La porta in ferro era chiusa a chiave dalla sera prima. Lei e le altre 67 donne prigioniere aspettavano l’alba della domenica. Un giorno di festa in qualche altra parte del mondo e a Niamey. Il 25 dicembre c’è un pezzo di carne e una bibita in più per i detenuti. Nella sala ci sarebbe posto per 17 donne. Ora c’è uno in più, condannato dalla nascita dalle 3 di mattina di quel giorno. Un coltello da cucina per tagliare quanto ancora lo legava alla madre. Un grido di saluto e poi il primo pranzo regale nella Casa di Arresto della capitale. Si sono svegliate tutte e hanno battuto la porta in ferro a lungo. La madre perdeva sangue e le altre, più esperte, la consolavano e le prodigavano consigli. Il suo primo figlio è nato in prigione il giorno di Natale. C’erano tutti: il coro degli angeli, le trombe del paradiso e poi le campane inesistenti che suonavano in silenzio. Da una madre detenuta era nato Issa, condannato dalla nascita il mese di dicembre passato.

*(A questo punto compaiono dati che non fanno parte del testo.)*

//! Conversion from [`SqlValue`] into wire-ready RPC parameters.
//!
//! `sp_executesql` parameters are typed: every [`SqlValue`] variant maps to
//! the `TYPE_INFO` SQL Server expects for the matching SQL type, encoded the
//! same way [`tds_types::encode`] encodes row values, just without the
//! length prefixes [`tds_protocol::rpc::RpcParam::encode`] adds itself.

use bytes::{BufMut, BytesMut};

use tds_protocol::rpc::{RpcParam, TypeInfo};
use tds_types::SqlValue;

/// Convert a named value into an `RpcParam` ready for [`tds_protocol::rpc::RpcRequest`].
///
/// `name` is the bare parameter name (no `@` prefix).
pub(crate) fn sql_value_to_rpc_param(name: &str, value: &SqlValue) -> RpcParam {
    let name = format!("@{name}");
    match value {
        SqlValue::Null => RpcParam::null(name, TypeInfo::nvarchar(1)),
        SqlValue::Bool(b) => {
            let mut buf = BytesMut::with_capacity(1);
            buf.put_u8(u8::from(*b));
            RpcParam::new(name, TypeInfo::bit(), buf.freeze())
        }
        SqlValue::TinyInt(v) => {
            let mut buf = BytesMut::with_capacity(1);
            buf.put_u8(*v);
            RpcParam::new(name, TypeInfo::tinyint(), buf.freeze())
        }
        SqlValue::SmallInt(v) => {
            let mut buf = BytesMut::with_capacity(2);
            buf.put_i16_le(*v);
            RpcParam::new(name, TypeInfo::smallint(), buf.freeze())
        }
        SqlValue::Int(v) => RpcParam::int(name, *v),
        SqlValue::BigInt(v) => RpcParam::bigint(name, *v),
        SqlValue::Float(v) => {
            let mut buf = BytesMut::with_capacity(4);
            buf.put_f32_le(*v);
            RpcParam::new(name, TypeInfo::real(), buf.freeze())
        }
        SqlValue::Double(v) => {
            let mut buf = BytesMut::with_capacity(8);
            buf.put_f64_le(*v);
            RpcParam::new(name, TypeInfo::float(), buf.freeze())
        }
        SqlValue::String(s) => RpcParam::nvarchar(name, s),
        SqlValue::Binary(b) => {
            let type_info = if b.len() > 8000 {
                TypeInfo {
                    type_id: 0xA5,
                    max_length: Some(0xFFFF),
                    precision: None,
                    scale: None,
                    collation: None,
                    tvp_type_name: None,
                }
            } else {
                TypeInfo::varbinary(b.len().max(1) as u16)
            };
            RpcParam::new(name, type_info, b.clone())
        }
        #[cfg(feature = "decimal")]
        SqlValue::Decimal(d) => {
            let mut buf = BytesMut::with_capacity(17);
            tds_types::encode::encode_decimal(*d, &mut buf);
            // sp_executesql only needs a precision wide enough to hold the
            // value; 38 is the SQL Server maximum and always valid alongside
            // the value's own scale.
            RpcParam::new(name, TypeInfo::decimal(38, d.scale() as u8), buf.freeze())
        }
        #[cfg(feature = "uuid")]
        SqlValue::Uuid(u) => {
            let mut buf = BytesMut::with_capacity(16);
            tds_types::encode::encode_uuid(*u, &mut buf);
            RpcParam::new(name, TypeInfo::uniqueidentifier(), buf.freeze())
        }
        #[cfg(feature = "chrono")]
        SqlValue::Date(d) => {
            let mut buf = BytesMut::with_capacity(3);
            tds_types::encode::encode_date(*d, &mut buf);
            RpcParam::new(name, TypeInfo::date(), buf.freeze())
        }
        #[cfg(feature = "chrono")]
        SqlValue::Time(t) => {
            let mut buf = BytesMut::with_capacity(5);
            tds_types::encode::encode_time(*t, &mut buf);
            RpcParam::new(name, time_type_info(), buf.freeze())
        }
        #[cfg(feature = "chrono")]
        SqlValue::DateTime(dt) => {
            let mut buf = BytesMut::with_capacity(8);
            tds_types::encode::encode_datetime2(*dt, &mut buf);
            RpcParam::new(name, TypeInfo::datetime2(7), buf.freeze())
        }
        #[cfg(feature = "chrono")]
        SqlValue::DateTimeOffset(dto) => {
            let mut buf = BytesMut::with_capacity(10);
            tds_types::encode::encode_datetimeoffset(*dto, &mut buf);
            RpcParam::new(name, datetimeoffset_type_info(), buf.freeze())
        }
        #[cfg(feature = "json")]
        SqlValue::Json(j) => RpcParam::nvarchar(name, &j.to_string()),
        SqlValue::Xml(x) => RpcParam::nvarchar(name, x),
    }
}

#[cfg(feature = "chrono")]
fn time_type_info() -> TypeInfo {
    TypeInfo {
        type_id: 0x29, // TIMETYPE
        max_length: None,
        precision: None,
        scale: Some(7),
        collation: None,
        tvp_type_name: None,
    }
}

#[cfg(feature = "chrono")]
fn datetimeoffset_type_info() -> TypeInfo {
    TypeInfo {
        type_id: 0x2B, // DATETIMEOFFSETTYPE
        max_length: None,
        precision: None,
        scale: Some(7),
        collation: None,
        tvp_type_name: None,
    }
}

#[cfg(test)]
mod tests {
    use super::*;

    #[test]
    fn null_param_uses_nvarchar_placeholder() {
        let param = sql_value_to_rpc_param("p1", &SqlValue::Null);
        let mut buf = BytesMut::new();
        param.encode(&mut buf);
        // name length byte, name utf16, status byte, then type info + NULL marker
        assert!(!buf.is_empty());
    }

    #[test]
    fn int_param_round_trips_through_encode() {
        let param = sql_value_to_rpc_param("id", &SqlValue::Int(42));
        let mut buf = BytesMut::new();
        param.encode(&mut buf);
        assert!(buf.len() > 4);
    }

    #[test]
    fn string_param_uses_nvarchar() {
        let param = sql_value_to_rpc_param("name", &SqlValue::String("Alice".to_string()));
        assert_eq!(param.type_info.type_id, 0xE7);
    }

    #[test]
    fn binary_param_over_8000_bytes_uses_max_type() {
        let big = vec![0xABu8; 9000];
        let param = sql_value_to_rpc_param("blob", &SqlValue::Binary(big.into()));
        assert_eq!(param.type_info.max_length, Some(0xFFFF));
    }
}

Tra loro nascono liti per futilità, gelosie e divisioni a seconda dei giorni. A volte nascono pure i bambini e sono i più bei momenti che mai possano arrivare in un carcere. Fanno a gara per tenerli, accudirli, nutrirli e poi farli giocare sulle ginocchia. Mentre passano le settimane tengono in mente la data di nascita e il nome senza il padre. Imparano a tessere, cucire e cuocere dolci da smerciare al mercato interno. Ogni tanto qualcuna del gruppo è libera di partire e in cambio ne arrivano tre da iniziare alla vita di detenute. Ma quando nasce qualcuno tutto cambia. La porta della cella si apre come d’incanto e il forno di terra diffonde il sapore della famiglia lontana. Avevano preparato insieme un maglione per l’occasione, più grande in previsione del tempo che rimane. In dicembre la notte è fresca e il neonato va coperto e protetto dalle zanzare che gli danzano attorno. Si chiama Issa ed è stato condannato dalla nascita senza nessuna sentenza.

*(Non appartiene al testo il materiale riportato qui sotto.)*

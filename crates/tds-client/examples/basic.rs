//! Basic connection and query example.
//!
//! This example demonstrates how to connect to SQL Server and execute
//! simple queries with parameters.
//!
//! # Running
//!
//! ```bash
//! # Set connection details via environment variables
//! export MSSQL_HOST=localhost
//! export MSSQL_DATABASE=testdb
//! export MSSQL_USER=sa
//! export MSSQL_PASSWORD=YourStrong@Passw0rd
//!
//! cargo run --example basic
//! ```

// Allow common patterns in example code
#![allow(clippy::unwrap_used, clippy::expect_used)]

use tds_client::{Config, Error, NamedParam, Session};
use tds_transport::TcpTransport;
use tds_types::SqlValue;

fn main() -> Result<(), Error> {
    // Initialize tracing for logging
    tracing_subscriber::fmt::init();

    let host = std::env::var("MSSQL_HOST").unwrap_or_else(|_| "localhost".into());
    let database = std::env::var("MSSQL_DATABASE").unwrap_or_else(|_| "master".into());
    let user = std::env::var("MSSQL_USER").unwrap_or_else(|_| "sa".into());
    let password = std::env::var("MSSQL_PASSWORD").unwrap_or_else(|_| "Password123!".into());

    let mut config = Config::new();
    config.server_name = host.clone();
    config.database = Some(database);
    config.user_name = user;
    config.password = password;

    println!("Connecting to SQL Server at {host}...");
    let mut session = Session::connect(config, TcpTransport::new())?.login()?;
    println!("Connected successfully!");

    // Execute a simple query with no parameters.
    let rows = session.query("SELECT @@VERSION AS version", &[])?;
    for row in &rows {
        let version: String = row.get_by_name("version")?;
        println!("SQL Server Version: {version}");
    }

    // Execute a statement with a named parameter, discarding any rows.
    println!("\nExecuting parameterized statement...");
    let rows_affected = session.execute(
        "SELECT @id AS input_value, GETDATE() AS query_time",
        &[NamedParam::new("id", SqlValue::Int(1))],
    )?;
    println!("Rows affected: {rows_affected}");

    // Query with multiple named parameters.
    let rows = session.query(
        "SELECT @name AS name, @count AS count",
        &[
            NamedParam::new("name", SqlValue::String("test".into())),
            NamedParam::new("count", SqlValue::Int(42)),
        ],
    )?;
    for row in &rows {
        let name: String = row.get_by_name("name")?;
        let count: i32 = row.get_by_name("count")?;
        println!("Name: {name}, Count: {count}");
    }

    // Close the connection gracefully.
    session.disconnect()?;
    println!("\nConnection closed.");

    Ok(())
}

Il cortile dei bambini detenuti si trova dalla parte opposta. La metà dei prigionieri è accusata di simpatie con Boko Haram. Per la circostanza hanno ricevuto una maglietta bianca riciclabile per l’anno prossimo. Fanno giardinaggio per completare il menu e giocano interminabili partire a calcio con un pallone condannato a vita. Altri imparano un mestiere per quando l’ora della libertà suonerà all’improvviso e alla porta non troveranno nessuno ad aspettarli. Fanno disegni sui muri di cinta con gessi di carbone che non si cancella più. Pochi sanno scrivere e allora inventano parole nuove senza confini grammaticali. Non solo mai stati liberi dalla fame e un giorno gusteranno l’amaro gusto di sabbia della libertà. Mandati a mendicare  una notte di settembre hanno deciso di scappare e di vivere, di nascosto, sulle strade della città. Invisibili e presi a prestito dal destino e dalla dimenticanza. I grandi pensano ad abbellire la città coi lampioni a pannelli solari.

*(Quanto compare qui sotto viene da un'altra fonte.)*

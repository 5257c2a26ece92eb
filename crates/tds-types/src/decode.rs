//! TDS binary decoding for SQL values.
//!
//! This module provides decoding of TDS wire format data into Rust values.

// Allow expect() for chrono date construction with known-valid constant dates
// (e.g., from_ymd_opt(1, 1, 1) for SQL Server epoch)
#![allow(clippy::expect_used)]

use bytes::{Buf, Bytes};

use crate::error::TypeError;
use crate::value::SqlValue;

/// Trait for decoding values from TDS binary format.
pub trait TdsDecode: Sized {
    /// Decode a value from the buffer.
    fn decode(buf: &mut Bytes, type_info: &TypeInfo) -> Result<Self, TypeError>;
}

/// TDS type information for decoding.
#[derive(Debug, Clone)]
pub struct TypeInfo {
    /// The TDS type ID.
    pub type_id: u8,
    /// Length/precision for variable-length types.
    pub length: Option<u32>,
    /// Scale for decimal/time types.
    pub scale: Option<u8>,
    /// Precision for decimal types.
    pub precision: Option<u8>,
    /// Collation for string types.
    pub collation: Option<Collation>,
    /// Whether the wire value uses PLP (partially length-prefixed) framing
    /// rather than a fixed 1-/2-byte length prefix. Set for `VARCHAR(MAX)`,
    /// `NVARCHAR(MAX)`, `VARBINARY(MAX)`, `TEXT`, `NTEXT`, `IMAGE`, and `XML`.
    pub is_plp: bool,
}

/// SQL Server collation information.
#[derive(Debug, Clone, Copy)]
pub struct Collation {
    /// Locale ID.
    pub lcid: u32,
    /// Collation flags.
    pub flags: u8,
}

impl Collation {
    /// Check if this collation uses UTF-8 encoding (SQL Server 2019+).
    ///
    /// UTF-8 collations have bit 27 (0x0800_0000) set in the LCID.
    #[must_use]
    pub fn is_utf8(&self) -> bool {
        (self.lcid & 0x0800_0000) != 0
    }

    /// Get the encoding for this collation.
    ///
    /// Returns the appropriate `encoding_rs::Encoding` for the collation's LCID,
    /// or `None` if the encoding is not supported.
    #[cfg(feature = "encoding")]
    #[must_use]
    pub fn encoding(&self) -> Option<&'static encoding_rs::Encoding> {
        encoding_for_lcid(self.lcid)
    }
}

/// UTF-8 collation flag bit (bit 27).
#[cfg(feature = "encoding")]
const UTF8_COLLATION_FLAG: u32 = 0x0800_0000;

/// Get the encoding for an LCID value.
#[cfg(feature = "encoding")]
fn encoding_for_lcid(lcid: u32) -> Option<&'static encoding_rs::Encoding> {
    // Check for UTF-8 collation first (SQL Server 2019+)
    if (lcid & UTF8_COLLATION_FLAG) != 0 {
        return Some(encoding_rs::UTF_8);
    }

    // Get code page from LCID
    let code_page = code_page_for_lcid(lcid)?;

    // Map code page to encoding
    match code_page {
        874 => Some(encoding_rs::WINDOWS_874),
        932 => Some(encoding_rs::SHIFT_JIS),
        936 => Some(encoding_rs::GB18030),
        949 => Some(encoding_rs::EUC_KR),
        950 => Some(encoding_rs::BIG5),
        1250 => Some(encoding_rs::WINDOWS_1250),
        1251 => Some(encoding_rs::WINDOWS_1251),
        1252 => Some(encoding_rs::WINDOWS_1252),
        1253 => Some(encoding_rs::WINDOWS_1253),
        1254 => Some(encoding_rs::WINDOWS_1254),
        1255 => Some(encoding_rs::WINDOWS_1255),
        1256 => Some(encoding_rs::WINDOWS_1256),
        1257 => Some(encoding_rs::WINDOWS_1257),
        1258 => Some(encoding_rs::WINDOWS_1258),
        _ => None,
    }
}

/// Get the Windows code page for an LCID value.
#[cfg(feature = "encoding")]
fn code_page_for_lcid(lcid: u32) -> Option<u16> {
    // Mask for primary language ID (lower 10 bits)
    const PRIMARY_LANGUAGE_MASK: u32 = 0x3FF;
    let primary_lang = lcid & PRIMARY_LANGUAGE_MASK;

    match primary_lang {
        0x0411 => Some(932),                   // Japanese - Shift_JIS
        0x0804 | 0x1004 => Some(936),          // Chinese Simplified - GBK
        0x0404 | 0x0C04 | 0x1404 => Some(950), // Chinese Traditional - Big5
        0x0412 => Some(949),                   // Korean - EUC-KR
        0x041E => Some(874),                   // Thai
        0x042A => Some(1258),                  // Vietnamese

        // Code Page 1250 - Central European
        0x0405 | 0x0415 | 0x040E | 0x041A | 0x081A | 0x141A | 0x101A | 0x041B | 0x0424 | 0x0418
        | 0x041C => Some(1250),

        // Code Page 1251 - Cyrillic
        0x0419 | 0x0422 | 0x0423 | 0x0402 | 0x042F | 0x0C1A | 0x201A | 0x0440 | 0x0843 | 0x0444
        | 0x0450 | 0x0485 => Some(1251),

        0x0408 => Some(1253),          // Greek
        0x041F | 0x042C => Some(1254), // Turkish, Azerbaijani
        0x040D => Some(1255),          // Hebrew

        // Code Page 1256 - Arabic
        0x0401 | 0x0801 | 0x0C01 | 0x1001 | 0x1401 | 0x1801 | 0x1C01 | 0x2001 | 0x2401 | 0x2801
        | 0x2C01 | 0x3001 | 0x3401 | 0x3801 | 0x3C01 | 0x4001 | 0x0429 | 0x0420 | 0x048C
        | 0x0463 => Some(1256),

        // Code Page 1257 - Baltic
        0x0425..=0x0427 => Some(1257),

        // Default to 1252 (Western European) for English and related languages
        0x0409 | 0x0809 | 0x0C09 | 0x1009 | 0x1409 | 0x1809 | 0x1C09 | 0x2009 | 0x2409 | 0x2809
        | 0x2C09 | 0x3009 | 0x3409 | 0x0407 | 0x0807 | 0x0C07 | 0x1007 | 0x1407 | 0x040C
        | 0x080C | 0x0C0C | 0x100C | 0x140C | 0x180C | 0x0410 | 0x0810 | 0x0413 | 0x0813
        | 0x0416 | 0x0816 | 0x040A | 0x080A | 0x0C0A | 0x100A | 0x140A | 0x180A | 0x1C0A
        | 0x200A | 0x240A | 0x280A | 0x2C0A | 0x300A | 0x340A | 0x380A | 0x3C0A | 0x400A
        | 0x440A | 0x480A | 0x4C0A | 0x500A => Some(1252),

        _ => Some(1252), // Default fallback
    }
}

Nel mezzo c’è il carcere degli uomini che per dormire si danno il cambio. Seduti, sdraiati, in ginocchio, accovacciati, stesi, vicino alla porta o alla finestra. Tutto ha un prezzo e uno spazio conseguente. Da 350 posti disponibili siamo saliti a 1040 a seconda dei giorni, delle ore e delle morti per malattia. Si trovano nel fabbricato di mezzo, tra le donne e i bambini. Mangiano occasionalmente il cibo confezionato dalla cucina e, per chi la famiglia è lontana, sopravvivere è questione di sorte o di soldi. Nel mercato del carcere si trova quanto basta per arrivare al giorno dopo. Il peggio è il caldo del giorno e la notte per dormire. Si fanno i turni e il posto costa quattrini e abilità fisica. Altre centinaia di sospetti Boko Haram sono detenuti altrove e forse, dopo oltre un anno di attesa, passeranno in giudizio. Che la legge sia uguale per tutti è occasionalmente possibile. Più complicato è credere che tutti siano uguali davanti alla legge.

Erano le tre di mattina con la porta di ferro sbarrata. Issa arrivava senza porre condizioni nella cella delle donne. Suonava come un organo in chiesa il suo primo grido di libertà.